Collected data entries
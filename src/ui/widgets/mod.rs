pub mod feed;
pub mod generate;
pub mod post_modal;

use ratatui::layout::{Constraint, Direction, Layout, Rect};

/// Rect centered in `r`, sized as percentages of it.
pub fn center_rect(percent_x: u16, percent_y: u16, r: Rect) -> Rect {
    let popup_layout = Layout::default()
        .direction(Direction::Vertical)
        .constraints([
            Constraint::Percentage((100 - percent_y) / 2),
            Constraint::Percentage(percent_y),
            Constraint::Percentage((100 - percent_y) / 2),
        ])
        .split(r);

    Layout::default()
        .direction(Direction::Horizontal)
        .constraints([
            Constraint::Percentage((100 - percent_x) / 2),
            Constraint::Percentage(percent_x),
            Constraint::Percentage((100 - percent_x) / 2),
        ])
        .split(popup_layout[1])[1]
}

#[cfg(test)]
mod tests {
    use super::*;

    #[test]
    fn test_center_rect_is_contained() {
        let outer = Rect::new(0, 0, 100, 40);
        let inner = center_rect(60, 50, outer);
        assert!(inner.x >= outer.x);
        assert!(inner.y >= outer.y);
        assert!(inner.right() <= outer.right());
        assert!(inner.bottom() <= outer.bottom());
    }
}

__Problem requirements__. A complete, exact copy of the entries above is what is wanted.

__Response to this exercise__.
filename src/ui/widgets/mod.rs
pub mod feed;
pub mod generate;
pub mod post_modal;

use ratatui::layout::{Constraint, Direction, Layout, Rect};

/// Rect centered in `r`, sized as percentages of it.
pub fn center_rect(percent_x: u16, percent_y: u16, r: Rect) -> Rect {
    let popup_layout = Layout::default()
        .direction(Direction::Vertical)
        .constraints([
            Constraint::Percentage((100 - percent_y) / 2),
            Constraint::Percentage(percent_y),
            Constraint::Percentage((100 - percent_y) / 2),
        ])
        .split(r);

    Layout::default()
        .direction(Direction::Horizontal)
        .constraints([
            Constraint::Percentage((100 - percent_x) / 2),
            Constraint::Percentage(percent_x),
            Constraint::Percentage((100 - percent_x) / 2),
        ])
        .split(popup_layout[1])[1]
}

#[cfg(test)]
mod tests {
    use super::*;

    #[test]
    fn test_center_rect_is_contained() {
        let outer = Rect::new(0, 0, 100, 40);
        let inner = center_rect(60, 50, outer);
        assert!(inner.x >= outer.x);
        assert!(inner.y >= outer.y);
        assert!(inner.right() <= outer.right());
        assert!(inner.bottom() <= outer.bottom());
    }
}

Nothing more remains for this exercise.